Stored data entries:

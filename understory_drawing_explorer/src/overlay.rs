// Copyright 2025 the Understory Authors
// SPDX-License-Identifier: Apache-2.0 OR MIT

use serde::Serialize;
use understory_drawing_geometry::Transform;

use crate::{BlendMode, ExplorerConfig, ExplorerView, LayerStyle};

/// An image drawn on top of the base image.
#[derive(Clone, Debug, PartialEq, Serialize)]
#[serde(rename_all = "camelCase")]
pub struct OverlayLayer {
    /// Display name: the discipline, or `"{discipline} Region {region}"` for
    /// the region layer.
    pub name: String,
    /// Discipline the image belongs to.
    pub discipline: String,
    /// Image file name.
    pub image: String,
    /// URL of the image file.
    pub image_url: String,
    /// Placement relative to the base image, if any.
    pub image_transform: Option<Transform>,
    /// Opacity in `0.0..=1.0`.
    pub opacity: f64,
    /// Blend mode.
    pub blend_mode: BlendMode,
}

impl OverlayLayer {
    fn new(
        name: String,
        discipline: &str,
        image: &str,
        image_transform: Option<&Transform>,
        style: LayerStyle,
        config: &ExplorerConfig,
    ) -> Self {
        Self {
            name,
            discipline: discipline.to_owned(),
            image: image.to_owned(),
            image_url: config.drawing_url(image),
            image_transform: image_transform.cloned(),
            opacity: style.opacity,
            blend_mode: style.blend_mode,
        }
    }

    /// Returns the layer's style.
    #[must_use]
    pub fn style(&self) -> LayerStyle {
        LayerStyle {
            opacity: self.opacity,
            blend_mode: self.blend_mode,
        }
    }
}

/// Builds one layer per effective overlay discipline, in overlay order.
///
/// Each layer shows the discipline's latest revision image, or the
/// discipline's own image when it has no revisions, and carries the matching
/// transform. Disciplines without an image, or whose image is the base image,
/// are skipped. With no base image there are no layers.
#[must_use]
pub fn compute_overlay_layers(view: &ExplorerView<'_>, config: &ExplorerConfig) -> Vec<OverlayLayer> {
    let (Some(space), Some(base_image)) = (view.space, view.base_image) else {
        return Vec::new();
    };
    view.overlays
        .iter()
        .filter_map(|&name| {
            let discipline = space.discipline(name)?;
            let latest = discipline.latest_revision();
            let image = latest
                .map(|r| r.image.as_str())
                .or(discipline.image.as_deref())
                .filter(|image| !image.is_empty());
            let Some(image) = image else {
                tracing::debug!(discipline = name, "overlay skipped: no image");
                return None;
            };
            if image == base_image {
                tracing::debug!(discipline = name, image, "overlay skipped: same as base image");
                return None;
            }
            let transform = latest
                .and_then(|r| r.image_transform.as_ref())
                .or(discipline.image_transform.as_ref());
            Some(OverlayLayer::new(
                name.to_owned(),
                name,
                image,
                transform,
                config.overlay_style,
                config,
            ))
        })
        .collect()
}

/// Builds the layer that shows the selected region's revision over the base
/// image.
///
/// Present only when a discipline and one of its regions are selected, the
/// effective revision has an image and a base image exists that is not that
/// same image. The revision's
/// transform is kept only if it is relative to the base image or to nothing
/// in particular.
#[must_use]
pub fn default_region_layer(view: &ExplorerView<'_>, config: &ExplorerConfig) -> Option<OverlayLayer> {
    let discipline_name = view.discipline_name?;
    let region_name = view.region_name?;
    view.discipline?.region(region_name)?;
    let revision = view.revision.filter(|r| !r.image.is_empty())?;
    let base_image = view.base_image?;
    if revision.image == base_image {
        tracing::debug!(
            discipline = discipline_name,
            region = region_name,
            image = base_image,
            "region layer skipped: same as base image"
        );
        return None;
    }

    let transform = revision
        .image_transform
        .as_ref()
        .filter(|t| t.is_relative_to(base_image));
    Some(OverlayLayer::new(
        format!("{discipline_name} Region {region_name}"),
        discipline_name,
        &revision.image,
        transform,
        config.region_style,
        config,
    ))
}
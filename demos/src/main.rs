// Copyright 2025 the Understory Authors
// SPDX-License-Identifier: Apache-2.0 OR MIT

//! Headless drawing explorer.
//!
//! Loads project metadata, replays selection events given on the command line
//! in the order they appear, and prints the derived view as JSON.
//!
//! ```text
//! drawing_explorer --metadata data/metadata.json \
//!     --space 01 --discipline Structural --overlay Mechanical \
//!     --measure 4962x3508:1240x877
//! ```
//!
//! Set `RUST_LOG=understory_drawing_explorer=debug` to see which stale
//! choices were replaced and which overlays were skipped.

use std::path::PathBuf;

use anyhow::{Context as _, bail};
use clap::{ArgMatches, CommandFactory, FromArgMatches, Parser};
use kurbo::Size;
use serde_json::json;
use understory_drawing_explorer::{Explorer, ExplorerConfig, filter_spaces};
use understory_drawing_selection::SelectionEvent;

/// A measured image: natural size, then rendered size.
#[derive(Clone, Copy, Debug)]
struct Measure {
    natural: Size,
    rendered: Size,
}

fn parse_size(s: &str) -> Result<Size, String> {
    let (w, h) = s
        .split_once('x')
        .ok_or_else(|| format!("expected WIDTHxHEIGHT, got `{s}`"))?;
    let w: f64 = w.trim().parse().map_err(|e| format!("bad width `{w}`: {e}"))?;
    let h: f64 = h.trim().parse().map_err(|e| format!("bad height `{h}`: {e}"))?;
    Ok(Size::new(w, h))
}

fn parse_measure(s: &str) -> Result<Measure, String> {
    let (natural, rendered) = s
        .split_once(':')
        .ok_or_else(|| format!("expected NATURAL:RENDERED, got `{s}`"))?;
    Ok(Measure {
        natural: parse_size(natural)?,
        rendered: parse_size(rendered)?,
    })
}

#[derive(Debug, Parser)]
#[command(name = "drawing_explorer", about = "Derive what a drawing explorer shows")]
struct Cli {
    /// Metadata file or, with the `http` feature, URL. Overrides the config.
    #[arg(long)]
    metadata: Option<String>,
    /// TOML configuration file.
    #[arg(long)]
    config: Option<PathBuf>,
    /// Select a space by id.
    #[arg(long, value_name = "ID")]
    space: Vec<String>,
    /// Select a discipline.
    #[arg(long, value_name = "NAME")]
    discipline: Vec<String>,
    /// Select a region.
    #[arg(long, value_name = "NAME")]
    region: Vec<String>,
    /// Select a revision by version.
    #[arg(long, value_name = "VERSION")]
    revision: Vec<String>,
    /// Toggle an overlay discipline.
    #[arg(long, value_name = "NAME")]
    overlay: Vec<String>,
    /// Measured base image, `NATURAL:RENDERED` as `WxH:WxH`.
    #[arg(long, value_parser = parse_measure)]
    measure: Option<Measure>,
    /// Measured root image, for the space outlines.
    #[arg(long, value_parser = parse_measure)]
    measure_root: Option<Measure>,
    /// Only list spaces whose name contains this text.
    #[arg(long, default_value = "")]
    search: String,
}

/// Selection flags in the order they were given.
fn ordered_events(matches: &ArgMatches) -> Vec<SelectionEvent> {
    let kinds: [(&str, fn(String) -> SelectionEvent); 5] = [
        ("space", SelectionEvent::space),
        ("discipline", SelectionEvent::discipline),
        ("region", SelectionEvent::region),
        ("revision", SelectionEvent::revision),
        ("overlay", SelectionEvent::overlay),
    ];
    let mut indexed = Vec::new();
    for (id, make) in kinds {
        let (Some(indices), Some(values)) = (matches.indices_of(id), matches.get_many::<String>(id))
        else {
            continue;
        };
        indexed.extend(indices.zip(values).map(|(i, v)| (i, make(v.clone()))));
    }
    indexed.sort_by_key(|(i, _)| *i);
    indexed.into_iter().map(|(_, event)| event).collect()
}

fn load_config(cli: &Cli) -> anyhow::Result<ExplorerConfig> {
    let mut config = match &cli.config {
        Some(path) => {
            let text = std::fs::read_to_string(path)
                .with_context(|| format!("failed to read config {}", path.display()))?;
            toml::from_str(&text).with_context(|| format!("invalid config {}", path.display()))?
        }
        None => ExplorerConfig::default(),
    };
    if let Some(metadata) = &cli.metadata {
        config.metadata_path.clone_from(metadata);
    }
    Ok(config)
}

fn main() -> anyhow::Result<()> {
    tracing_subscriber::fmt()
        .with_env_filter(
            tracing_subscriber::EnvFilter::try_from_default_env()
                .unwrap_or_else(|_| "understory_drawing_explorer=info".into()),
        )
        .with_writer(std::io::stderr)
        .init();

    let matches = Cli::command().get_matches();
    let cli = Cli::from_arg_matches(&matches)?;
    let config = load_config(&cli)?;

    let mut explorer = Explorer::new(config);
    explorer.load();
    for event in ordered_events(&matches) {
        tracing::debug!(?event, "dispatch");
        explorer.dispatch(event);
    }
    if let Some(message) = explorer.error_message() {
        bail!(message);
    }
    if let Some(m) = cli.measure {
        explorer.observe_base_image(m.natural, m.rendered);
    }
    if let Some(m) = cli.measure_root {
        explorer.observe_root_image(m.natural, m.rendered);
    }

    let view = explorer.view()?;
    let spaces: Vec<_> = filter_spaces(&view.spaces, &cli.search)
        .into_iter()
        .map(|s| json!({ "id": s.id, "name": s.name }))
        .collect();
    let markers: Vec<_> = explorer
        .space_markers()
        .into_iter()
        .map(|m| {
            json!({
                "id": m.space.id,
                "points": m.svg_points(),
                "centroid": [m.polygon.centroid.x, m.polygon.centroid.y],
                "active": m.active,
            })
        })
        .collect();

    let revisions: Vec<&str> = view
        .revision_candidates
        .iter()
        .map(|r| r.version.as_str())
        .collect();
    let context = explorer.context()?;

    let output = json!({
        "selection": view.selection(),
        "spaces": spaces,
        "disciplines": view.discipline_names,
        "regions": view.region_names,
        "revisions": revisions,
        "baseImage": view.base_image,
        "baseImageUrl": explorer.base_image_url(),
        "overlays": explorer.placed_overlays(),
        "spaceMarkers": markers,
        "context": context,
    });
    println!("{}", serde_json::to_string_pretty(&output)?);
    Ok(())
}
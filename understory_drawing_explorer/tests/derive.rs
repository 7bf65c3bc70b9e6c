// Copyright 2025 the Understory Authors
// SPDX-License-Identifier: Apache-2.0 OR MIT

//! Tests for resolving a selection intent against metadata.

mod common;

use understory_drawing_explorer::{
    DeriveError, EffectiveSelection, derive_effective_selection, derive_view,
};
use understory_drawing_model::Metadata;
use understory_drawing_selection::{SelectionEvent, SelectionIntent};

fn intent(events: impl IntoIterator<Item = SelectionEvent>) -> SelectionIntent {
    let mut intent = SelectionIntent::new();
    for event in events {
        intent.apply(event);
    }
    intent
}

fn versions<'a>(view: &'a understory_drawing_explorer::ExplorerView<'a>) -> Vec<&'a str> {
    view.revision_candidates
        .iter()
        .map(|r| r.version.as_str())
        .collect()
}

#[test]
fn empty_intent_resolves_to_first_candidates() {
    let metadata = common::metadata();
    let view = derive_view(Some(&metadata), &SelectionIntent::new()).unwrap();

    assert_eq!(view.root.id, "00");
    let space_ids: Vec<&str> = view.spaces.iter().map(|s| s.id.as_str()).collect();
    assert_eq!(space_ids, ["01", "02"]);
    assert_eq!(view.space.map(|s| s.id.as_str()), Some("01"));
    assert_eq!(
        view.discipline_names,
        ["Architectural", "Structural", "Mechanical", "Electrical", "Plumbing"]
    );
    assert_eq!(view.discipline_name, Some("Architectural"));
    assert!(view.region_names.is_empty());
    assert_eq!(view.region_name, None);
    assert_eq!(versions(&view), ["ARCH-B", "ARCH-A"]);
    assert_eq!(view.revision.map(|r| r.version.as_str()), Some("ARCH-B"));
    assert_eq!(view.latest_revision.map(|r| r.version.as_str()), Some("ARCH-B"));
    assert_eq!(view.base_image, Some("l1-arch-b.png"));
    assert_eq!(
        view.overlay_candidates,
        ["Structural", "Mechanical", "Electrical", "Plumbing"]
    );
    assert!(view.overlays.is_empty());
}

#[test]
fn stale_requests_fall_back_at_every_level() {
    let metadata = common::metadata();
    let stale = intent([
        SelectionEvent::space("99"),
        SelectionEvent::discipline("Landscape"),
        SelectionEvent::region("Z"),
        SelectionEvent::revision("REV-404"),
    ]);
    let selection = derive_effective_selection(Some(&metadata), &stale).unwrap();
    assert_eq!(
        selection,
        EffectiveSelection {
            space_id: Some("01".into()),
            discipline: Some("Architectural".into()),
            region: None,
            revision_version: Some("ARCH-B".into()),
            overlays: Vec::new(),
        }
    );
}

#[test]
fn a_space_is_always_chosen_when_spaces_exist() {
    let metadata = common::metadata();
    for requested in [None, Some("01"), Some("02"), Some("00"), Some("missing")] {
        let mut intent = SelectionIntent::new();
        if let Some(id) = requested {
            intent.apply(SelectionEvent::space(id));
        }
        let view = derive_view(Some(&metadata), &intent).unwrap();
        assert!(view.space.is_some(), "no space for request {requested:?}");
    }
}

#[test]
fn space_without_disciplines_shows_its_own_image() {
    let metadata = common::metadata();
    let view = derive_view(Some(&metadata), &intent([SelectionEvent::space("02")])).unwrap();
    assert_eq!(view.space.map(|s| s.name.as_str()), Some("Level 2"));
    assert!(view.discipline_names.is_empty());
    assert_eq!(view.discipline, None);
    assert!(view.revision_candidates.is_empty());
    assert_eq!(view.revision, None);
    assert_eq!(view.base_image, Some("l2.png"));
    assert!(view.overlay_candidates.is_empty());
}

#[test]
fn discipline_with_regions_and_image_keeps_its_own_image() {
    let metadata = common::metadata();
    for revision in ["STR-A0", "STR-A1"] {
        let intent = intent([
            SelectionEvent::discipline("Structural"),
            SelectionEvent::region("A"),
            SelectionEvent::revision(revision),
        ]);
        let view = derive_view(Some(&metadata), &intent).unwrap();
        assert_eq!(view.revision.map(|r| r.version.as_str()), Some(revision));
        assert_eq!(view.base_image, Some("l1-str.png"));
    }
}

#[test]
fn region_defaults_to_the_first_and_replaces_the_revision_pool() {
    let metadata = common::metadata();
    let view = derive_view(Some(&metadata), &intent([SelectionEvent::discipline("Structural")])).unwrap();
    assert_eq!(view.region_names, ["A", "B"]);
    assert_eq!(view.region_name, Some("A"));
    assert_eq!(versions(&view), ["STR-A1", "STR-A0"]);
}

#[test]
fn empty_region_pool_does_not_fall_back_to_discipline_revisions() {
    let metadata = common::metadata();
    let intent = intent([
        SelectionEvent::discipline("Structural"),
        SelectionEvent::region("B"),
    ]);
    let view = derive_view(Some(&metadata), &intent).unwrap();
    assert_eq!(view.region_name, Some("B"));
    assert!(view.revision_candidates.is_empty());
    assert_eq!(view.revision, None);
    assert_eq!(view.latest_revision, None);
    assert_eq!(view.base_image, Some("l1-str.png"));
}

#[test]
fn discipline_without_image_uses_revision_image() {
    let metadata = common::metadata();
    let view = derive_view(Some(&metadata), &intent([SelectionEvent::discipline("Mechanical")])).unwrap();
    assert_eq!(view.base_image, Some("l1-mech.png"));

    let view = derive_view(Some(&metadata), &intent([SelectionEvent::discipline("Plumbing")])).unwrap();
    assert_eq!(view.revision, None);
    assert_eq!(view.base_image, Some("l1.png"));
}

#[test]
fn overlays_keep_request_order_and_drop_non_candidates() {
    let metadata = common::metadata();
    let intent = intent([
        SelectionEvent::overlay("Mechanical"),
        SelectionEvent::overlay("Landscape"),
        SelectionEvent::overlay("Architectural"),
        SelectionEvent::overlay("Structural"),
    ]);
    let view = derive_view(Some(&metadata), &intent).unwrap();
    assert_eq!(view.discipline_name, Some("Architectural"));
    assert_eq!(view.overlays, ["Mechanical", "Structural"]);
    assert_eq!(view.selection().overlays, ["Mechanical", "Structural"]);
}

#[test]
fn missing_metadata_and_missing_root_are_errors() {
    assert_eq!(
        derive_view(None, &SelectionIntent::new()).unwrap_err(),
        DeriveError::NoMetadata
    );

    let orphans = Metadata::from_json_str(
        r#"{ "drawings": {
            "01": { "id": "01", "name": "Lobby", "image": "lobby.png", "parent": "00" }
        } }"#,
    )
    .unwrap();
    assert_eq!(
        derive_view(Some(&orphans), &SelectionIntent::new()).unwrap_err(),
        DeriveError::NoRootDrawing
    );
}

#[test]
fn root_without_spaces_has_no_space() {
    let metadata = Metadata::from_json_str(
        r#"{ "drawings": {
            "00": { "id": "00", "name": "Site", "image": "site.png", "parent": null }
        } }"#,
    )
    .unwrap();
    let view = derive_view(Some(&metadata), &SelectionIntent::new()).unwrap();
    assert!(view.spaces.is_empty());
    assert_eq!(view.space, None);
    assert_eq!(view.base_image, None);
    assert_eq!(view.selection(), EffectiveSelection::default());
}
// Copyright 2025 the Understory Authors
// SPDX-License-Identifier: Apache-2.0 OR MIT

use chrono::{DateTime, NaiveDate, NaiveDateTime, Utc};
use serde::{Deserialize, Deserializer, Serialize};
use serde_json::Value;
use understory_drawing_geometry::Transform;

use crate::Polygon;

/// Naive date-time layouts accepted after RFC 3339. Interpreted as UTC.
const NAIVE_DATE_TIME_FORMATS: [&str; 3] = [
    "%Y-%m-%dT%H:%M:%S%.f",
    "%Y-%m-%d %H:%M:%S%.f",
    "%Y-%m-%dT%H:%M",
];

/// A dated version of a discipline's or region's drawing image.
///
/// `version` is unique within its owning revision list only.
#[derive(Clone, Debug, PartialEq, Serialize)]
#[serde(rename_all = "camelCase")]
pub struct Revision {
    /// Version label, e.g. `"REV2"`.
    pub version: String,
    /// Image file name.
    pub image: String,
    /// Issue date as written in the metadata.
    pub date: String,
    /// Free-text description.
    pub description: String,
    /// Change notes; empty for an initial issue.
    pub changes: Vec<String>,
    /// Placement of this revision's image relative to a base image.
    #[serde(skip_serializing_if = "Option::is_none")]
    pub image_transform: Option<Transform>,
    /// Outline of the area this revision covers.
    #[serde(skip_serializing_if = "Option::is_none")]
    pub polygon: Option<Polygon>,
}

impl Revision {
    /// Creates a revision with no changes, transform, or polygon.
    #[must_use]
    pub fn new(
        version: impl Into<String>,
        image: impl Into<String>,
        date: impl Into<String>,
        description: impl Into<String>,
    ) -> Self {
        Self {
            version: version.into(),
            image: image.into(),
            date: date.into(),
            description: description.into(),
            changes: Vec::new(),
            image_transform: None,
            polygon: None,
        }
    }

    /// Builds a revision from one raw metadata entry.
    ///
    /// Returns `None` unless `version`, `image`, `date`, and `description` are
    /// all present as strings. `changes` keeps only its string elements and
    /// defaults to empty; an unreadable `imageTransform` or `polygon` is
    /// treated as absent.
    #[must_use]
    pub fn from_value(value: &Value) -> Option<Self> {
        let entry = value.as_object()?;
        let text = |key: &str| entry.get(key).and_then(Value::as_str).map(str::to_owned);

        let changes = entry
            .get("changes")
            .and_then(Value::as_array)
            .map(|items| {
                items
                    .iter()
                    .filter_map(Value::as_str)
                    .map(str::to_owned)
                    .collect()
            })
            .unwrap_or_default();

        Some(Self {
            version: text("version")?,
            image: text("image")?,
            date: text("date")?,
            description: text("description")?,
            changes,
            image_transform: entry
                .get("imageTransform")
                .and_then(|v| Transform::deserialize(v).ok()),
            polygon: entry
                .get("polygon")
                .and_then(|v| Polygon::deserialize(v).ok()),
        })
    }

    /// Returns the parsed issue date, if it can be read.
    #[must_use]
    pub fn parsed_date(&self) -> Option<DateTime<Utc>> {
        parse_revision_date(&self.date)
    }
}

/// Parses a revision date.
///
/// Accepts RFC 3339, naive `YYYY-MM-DDTHH:MM[:SS[.f]]` or
/// `YYYY-MM-DD HH:MM:SS[.f]` (taken as UTC), and bare `YYYY-MM-DD`
/// (UTC midnight).
#[must_use]
pub fn parse_revision_date(date: &str) -> Option<DateTime<Utc>> {
    let date = date.trim();
    if let Ok(parsed) = DateTime::parse_from_rfc3339(date) {
        return Some(parsed.with_timezone(&Utc));
    }
    for format in NAIVE_DATE_TIME_FORMATS {
        if let Ok(parsed) = NaiveDateTime::parse_from_str(date, format) {
            return Some(parsed.and_utc());
        }
    }
    NaiveDate::parse_from_str(date, "%Y-%m-%d")
        .ok()
        .and_then(|day| day.and_hms_opt(0, 0, 0))
        .map(|midnight| midnight.and_utc())
}

/// Validates and orders a raw revision collection, latest first.
///
/// `raw` may be an array of entries or an object whose values are entries
/// (taken in document order). Any other value yields an empty list. Entries
/// that [`Revision::from_value`] rejects are dropped.
///
/// Ordering is descending by [`parse_revision_date`]; entries with equal
/// dates keep their input order, and entries with unreadable dates sort after
/// every readable one.
#[must_use]
pub fn normalize_revisions(raw: &Value) -> Vec<Revision> {
    let entries: Vec<&Value> = match raw {
        Value::Array(items) => items.iter().collect(),
        Value::Object(map) => map.values().collect(),
        _ => Vec::new(),
    };

    let total = entries.len();
    let revisions: Vec<Revision> = entries.into_iter().filter_map(Revision::from_value).collect();
    if revisions.len() < total {
        tracing::debug!(
            dropped = total - revisions.len(),
            kept = revisions.len(),
            "ignored malformed revision entries"
        );
    }
    normalize_revision_list(revisions)
}

/// Orders already-validated revisions latest first.
///
/// This is the sorting half of [`normalize_revisions`] and has the same tie
/// behavior. Applying it to its own output returns the output unchanged.
#[must_use]
pub fn normalize_revision_list(revisions: Vec<Revision>) -> Vec<Revision> {
    let mut keyed: Vec<(Option<DateTime<Utc>>, Revision)> = revisions
        .into_iter()
        .map(|revision| (revision.parsed_date(), revision))
        .collect();
    // `None < Some(_)`, so reversing the comparison puts unreadable dates last.
    keyed.sort_by(|(a, _), (b, _)| b.cmp(a));
    keyed.into_iter().map(|(_, revision)| revision).collect()
}

/// Deserializes any JSON value into a normalized revision list.
pub(crate) fn deserialize_revisions<'de, D>(deserializer: D) -> Result<Vec<Revision>, D::Error>
where
    D: Deserializer<'de>,
{
    let raw = Value::deserialize(deserializer)?;
    Ok(normalize_revisions(&raw))
}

What is expected: Restate word for word only the lines running from the beginning of the data to the line holding "the base image.", both included.

Task result:
filename understory_drawing_explorer/src/overlay.rs
// Copyright 2025 the Understory Authors
// SPDX-License-Identifier: Apache-2.0 OR MIT

use serde::Serialize;
use understory_drawing_geometry::Transform;

use crate::{BlendMode, ExplorerConfig, ExplorerView, LayerStyle};

/// An image drawn on top of the base image.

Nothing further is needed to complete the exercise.